Ключевые слова: Институт законодательства и сравнительного правоведения при Правительстве Российской Федерации, российское законодательство, научные концепции.
REVIEW OF THE BOOK "SCIENTIFIC CONCEPT OF DEVELOPMENT OF THE RUSSIAN LEGISLATION"
(monograph. 7th ed., revised and supplemented. S. E. Naryshkin, T. Y. Khabrieva, A. I. Abramova, etc.; aditors-in-chief T. Y. Khabrieva, Y. A. Tikhomirov; the Institute of Legislation and Comparative Law under the Government of the Russian Federation. Moscow, 2015. 544 p.)
Gérard MARCOU, professor of the University of Paris 1 Panthéon-Sorbonne, doctor of law, chief research fellow of the Institute of Legislation and Comparative Law under the Government of the Russian Federation 34, Bolshaya Cheremushkinskaya st., Moscow, Russia, 117218 E-mail: [email protected]
The review sets out the opinion of a French lawyer with respect to the fundamental research prepared by a team of scientists from the Institute of Legislation and Comparative Law under the Government of Russian Federation. It is noted that the monograph contains not only a detailed analysis of the legal framework but also proposals aimed at improving the quality of the Russian legal system. The publication is also aimed at solving problems in the context of the reform of the Russian law and is a doctrinal
contribution to the renewal of the Russian legislation. It is emphasized that the study reflects changes in the administrative law and process in Russia which are very similar to the events in Western Europe. Emphasis is laid on the Russian legal approaches which are not used in the Western European legal tradition, but deserve more attention on the part of foreign colleagues.
Keywords: Institute of Legislation and Comparative Law under the Government of the Russian Federation, Russian legislation, scientific concept.
DOI: 10.12737/19217
Ala fin de 2015, est parue la septième édition des Научные концепции развития российского законодательства, publiée par l'Institut de législation et de droit comparé près le gouvernement de la Fédération de Russie, sous la direction des professeurs Talia Khabrieva et Iouri Tikhomirov. Le nombre de rééditions suffit à indiquer qu'il s'agit d'un ouvrage de référence, désormais familier aux juristes russes. Mais le regard d'un juriste français pourra, on l'espère, renouveler l'intérêt des lecteurs russes en attirant leur attention sur de nouvelles questions.

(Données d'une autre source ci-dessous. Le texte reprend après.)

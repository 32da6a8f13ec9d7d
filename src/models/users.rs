use std::collections::{BTreeMap, HashMap};

use argon2::password_hash::rand_core::OsRng;
use argon2::password_hash::{PasswordHash, PasswordHasher, PasswordVerifier, SaltString};
use argon2::{Algorithm, Argon2, Params, Version};
use async_trait::async_trait;
use chrono::Utc;
use parking_lot::RwLock;

use super::{StoreError, User, UserStore};

/// In-memory user records with argon2id password hashes.
///
/// Hashing and verification run on the blocking pool so a login never stalls
/// an async worker.
pub struct MemoryUsers {
    hasher: Argon2<'static>,
    inner: RwLock<Inner>,
}

#[derive(Default)]
struct Inner {
    last_id: i64,
    rows: BTreeMap<i64, User>,
    by_email: HashMap<String, i64>,
}

impl MemoryUsers {
    /// Argon2id with the crate's recommended default cost.
    pub fn new() -> Self {
        Self::with_params(Params::default())
    }

    /// Argon2id with explicit cost parameters (cheap ones keep tests fast).
    pub fn with_params(params: Params) -> Self {
        Self {
            hasher: Argon2::new(Algorithm::Argon2id, Version::V0x13, params),
            inner: RwLock::new(Inner::default()),
        }
    }

    async fn hash(&self, password: &str) -> Result<String, StoreError> {
        let hasher = self.hasher.clone();
        let password = password.to_owned();
        tokio::task::spawn_blocking(move || {
            let salt = SaltString::generate(&mut OsRng);
            hasher
                .hash_password(password.as_bytes(), &salt)
                .map(|h| h.to_string())
                .map_err(|e| StoreError::Hash(e.to_string()))
        })
        .await
        .map_err(|e| StoreError::Unavailable(e.to_string()))?
    }

    async fn verify(&self, password: &str, hash: String) -> Result<bool, StoreError> {
        let hasher = self.hasher.clone();
        let password = password.to_owned();
        tokio::task::spawn_blocking(move || {
            let parsed = PasswordHash::new(&hash).map_err(|e| StoreError::Hash(e.to_string()))?;
            match hasher.verify_password(password.as_bytes(), &parsed) {
                Ok(()) => Ok(true),
                Err(argon2::password_hash::Error::Password) => Ok(false),
                Err(e) => Err(StoreError::Hash(e.to_string())),
            }
        })
        .await
        .map_err(|e| StoreError::Unavailable(e.to_string()))?
    }
}

impl Default for MemoryUsers {
    fn default() -> Self {
        Self::new()
    }
}

#[async_trait]
impl UserStore for MemoryUsers {
    async fn insert(&self, name: &str, email: &str, password: &str) -> Result<i64, StoreError> {
        if self.inner.read().by_email.contains_key(email) {
            return Err(StoreError::DuplicateEmail);
        }

        let hashed_password = self.hash(password).await?;

        let mut inner = self.inner.write();
        // Re-checked under the write lock: another signup may have won the race.
        if inner.by_email.contains_key(email) {
            return Err(StoreError::DuplicateEmail);
        }
        inner.last_id += 1;
        let id = inner.last_id;
        inner.by_email.insert(email.to_owned(), id);
        inner.rows.insert(id, User {
            id,
            name: name.to_owned(),
            email: email.to_owned(),
            hashed_password,
            created: Utc::now(),
        });
        Ok(id)
    }

    async fn authenticate(&self, email: &str, password: &str) -> Result<i64, StoreError> {
        let found = {
            let inner = self.inner.read();
            inner
                .by_email
                .get(email)
                .and_then(|id| inner.rows.get(id))
                .map(|u| (u.id, u.hashed_password.clone()))
        };
        let Some((id, hash)) = found else {
            return Err(StoreError::InvalidCredentials);
        };

        if self.verify(password, hash).await? {
            Ok(id)
        } else {
            Err(StoreError::InvalidCredentials)
        }
    }

    async fn exists(&self, id: i64) -> Result<bool, StoreError> {
        Ok(self.inner.read().rows.contains_key(&id))
    }
}

#[cfg(test)]
mod tests {
    use super::*;

    fn store() -> MemoryUsers {
        MemoryUsers::with_params(Params::new(8, 1, 1, None).unwrap())
    }

    #[tokio::test]
    async fn signup_then_authenticate() {
        let users = store();
        let id = users.insert("Alice", "alice@example.com", "pa55word!").await.unwrap();
        assert_eq!(users.authenticate("alice@example.com", "pa55word!").await.unwrap(), id);
        assert!(users.exists(id).await.unwrap());
        assert!(!users.exists(id + 1).await.unwrap());
    }

    #[tokio::test]
    async fn passwords_are_not_stored_in_clear() {
        let users = store();
        let id = users.insert("Bob", "bob@example.com", "hunter2hunter2").await.unwrap();
        let stored = users.inner.read().rows[&id].hashed_password.clone();
        assert!(stored.starts_with("$argon2id$"));
        assert!(!stored.contains("hunter2"));
    }

    #[tokio::test]
    async fn duplicate_emails_are_rejected() {
        let users = store();
        users.insert("Alice", "alice@example.com", "pa55word!").await.unwrap();
        let err = users.insert("Alice II", "alice@example.com", "different1").await.unwrap_err();
        assert!(matches!(err, StoreError::DuplicateEmail));
    }

    #[tokio::test]
    async fn unknown_email_and_wrong_password_look_the_same() {
        let users = store();
        users.insert("Alice", "alice@example.com", "pa55word!").await.unwrap();
        let wrong = users.authenticate("alice@example.com", "nope-nope").await.unwrap_err();
        let unknown = users.authenticate("mallory@example.com", "pa55word!").await.unwrap_err();
        assert_eq!(wrong.to_string(), unknown.to_string());
        assert!(matches!(unknown, StoreError::InvalidCredentials));
    }
}
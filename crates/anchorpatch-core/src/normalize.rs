/// Comparison form of a line: no leading/trailing whitespace, interior
/// whitespace runs collapsed to a single space.
#[derive(Debug, Clone, PartialEq, Eq, Hash)]
pub struct NormalizedLine(String);

impl NormalizedLine {
    pub fn as_str(&self) -> &str {
        &self.0
    }

    pub fn is_blank(&self) -> bool {
        self.0.is_empty()
    }
}

pub fn normalize(line: &str) -> NormalizedLine {
    let mut out = String::with_capacity(line.len());
    for word in line.split_whitespace() {
        if !out.is_empty() {
            out.push(' ');
        }
        out.push_str(word);
    }
    NormalizedLine(out)
}

pub fn normalize_all<S: AsRef<str>>(lines: &[S]) -> Vec<NormalizedLine> {
    lines.iter().map(|l| normalize(l.as_ref())).collect()
}

pub fn fuzzy_eq(a: &str, b: &str) -> bool {
    normalize(a) == normalize(b)
}

/// Width of the leading whitespace with tabs expanded to the next tab stop.
pub fn indent_width(line: &str, tab_width: usize) -> usize {
    let mut width = 0;
    for c in line.chars() {
        match c {
            ' ' => width += 1,
            '\t' => width += tab_width - width % tab_width,
            _ => break,
        }
    }
    width
}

Il s'agit d'un travail collectif de grande ampleur, réunissant des contributions de 70 auteurs, dans toutes les branches du droit. Mais l'ouvrage se distingue aussi par son objectif et sa méthode. Il présente la synthèse d'un ensemble de recherches, y compris empiriques, et de réflexions, souvent liées à des travaux menées dans le cadre de la préparation de projets de loi ou de programmes d'action, réalisés au sein de l'Institut. Comme le rappelle Mme Khabrieva dans son introduction, il s'agit de travaux orientés vers la résolution des problèmes. Les problèmes et les réformes du droit russe sont contextualisés. Dans tous les chapitres il est fait référence aux problèmes économiques, sociaux ou géopolitiques qui ont conduit à trouver des réponses, dont la législation fait partie. Mais celle-ci n'est pas seulement le véhicule de ces réponses; la qualité de législation et son adéquation aux réponses mises en oeuvre en conditionnent l'efficacité. Tout le livre illustre ainsi une réflexion sur la place de la législation (et des mesures juridiques d'application) dans la formulation et la réalisation des politiques publiques, y compris dans la construction juridique de leur objet (cf notamment dans la troisième partie). L'ouvrage représente ainsi une contribution doctrinale sur l'évolution de la législation russe « в контексте реализации принципов «консервативной модернизации» и перехода от экспортно-сырьевой экономики к экономике, основанной на знаниях, к инновационному, социально ориентированному типу развития » (p. 18).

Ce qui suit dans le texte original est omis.